Available data

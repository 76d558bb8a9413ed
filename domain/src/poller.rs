//! Operation polling.
//!
//! A submitted operation is queried on a fixed interval until it reports `done`,
//! the overall deadline passes, polling is cancelled, or a non-recoverable error
//! occurs. Exactly one [`PollOutcome`] is produced per run.
//!
//! The loop waits on three sources at once: the cancellation token, the deadline,
//! and the next poll step (tick followed by the status request). Only one branch runs
//! per wakeup and queries are strictly serial. The deadline wins over an in-flight
//! request, which is dropped.

use log::*;
use service::config::Config;
use speech_ai::traits::transcription::Provider;
use speech_ai::types::recognition::{OperationHandle, OperationStatus};
use speech_ai::Error;
use std::sync::Arc;
use std::time::Duration;
use tokio::time::{self, Instant, Interval, MissedTickBehavior};
use tokio_util::sync::CancellationToken;

#[derive(Debug, Clone, PartialEq, Eq)]
pub struct PollerConfig {
    /// Time between two status queries. The first query happens one interval after start.
    pub interval: Duration,
    /// Overall deadline counted from the start of polling.
    pub timeout: Duration,
    /// Consecutive transient failures tolerated before polling aborts.
    pub max_retries: u32,
}

impl Default for PollerConfig {
    fn default() -> Self {
        Self {
            interval: Duration::from_millis(500),
            timeout: Duration::from_secs(60),
            max_retries: 3,
        }
    }
}

impl From<&Config> for PollerConfig {
    fn from(config: &Config) -> Self {
        Self {
            interval: config.poll_interval(),
            timeout: config.poll_timeout(),
            max_retries: config.max_poll_retries,
        }
    }
}

/// Terminal state of one polling run.
#[derive(Debug)]
pub enum PollOutcome {
    /// The operation finished; carries the joined transcript.
    Done(String),
    /// The deadline passed first.
    TimedOut,
    /// A parse error, a failed operation, or too many transport failures.
    Aborted(Error),
    /// The caller cancelled the job.
    Cancelled,
}

impl PollOutcome {
    pub fn is_done(&self) -> bool {
        matches!(self, PollOutcome::Done(_))
    }
}

pub struct OperationPoller {
    provider: Arc<dyn Provider>,
    config: PollerConfig,
}

impl OperationPoller {
    pub fn new(provider: Arc<dyn Provider>, config: PollerConfig) -> Self {
        Self { provider, config }
    }

    /// Poll `handle` until a terminal state is reached.
    pub async fn run(&self, handle: &OperationHandle, cancel: &CancellationToken) -> PollOutcome {
        let start = Instant::now();
        let mut ticker = time::interval_at(start + self.config.interval, self.config.interval);
        ticker.set_missed_tick_behavior(MissedTickBehavior::Delay);
        let deadline = time::sleep_until(start + self.config.timeout);
        tokio::pin!(deadline);

        let mut attempts: u32 = 0;
        let mut failures: u32 = 0;

        debug!(
            "Polling operation {} every {:?} for up to {:?}",
            handle, self.config.interval, self.config.timeout
        );

        loop {
            let step = tokio::select! {
                biased;
                _ = cancel.cancelled() => {
                    info!("Polling of operation {} cancelled", handle);
                    return PollOutcome::Cancelled;
                }
                _ = &mut deadline => {
                    warn!(
                        "Operation {} not done after {:?} ({} queries)",
                        handle, self.config.timeout, attempts
                    );
                    return PollOutcome::TimedOut;
                }
                step = self.next_status(&mut ticker, handle) => step,
            };
            attempts += 1;

            match step {
                Ok(OperationStatus::Done(transcript)) => {
                    info!(
                        "Operation {} done after {} queries with {} chunks",
                        handle,
                        attempts,
                        transcript.chunks.len()
                    );
                    return PollOutcome::Done(transcript.text());
                }
                Ok(OperationStatus::Running) => {
                    failures = 0;
                    trace!("Operation {} still running", handle);
                }
                Err(e) if e.is_transient() && failures < self.config.max_retries => {
                    failures += 1;
                    warn!(
                        "Query {} of operation {} failed ({}/{} retries): {}",
                        attempts, handle, failures, self.config.max_retries, e
                    );
                }
                Err(e) => {
                    error!("Polling of operation {} aborted: {}", handle, e);
                    return PollOutcome::Aborted(e);
                }
            }
        }
    }

    async fn next_status(
        &self,
        ticker: &mut Interval,
        handle: &OperationHandle,
    ) -> Result<OperationStatus, Error> {
        ticker.tick().await;
        self.provider.get_operation(handle).await
    }
}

Task requirements
Your answer should be a single number: how many lines in the data above include "MissedTickBehavior"?

Expected answer
2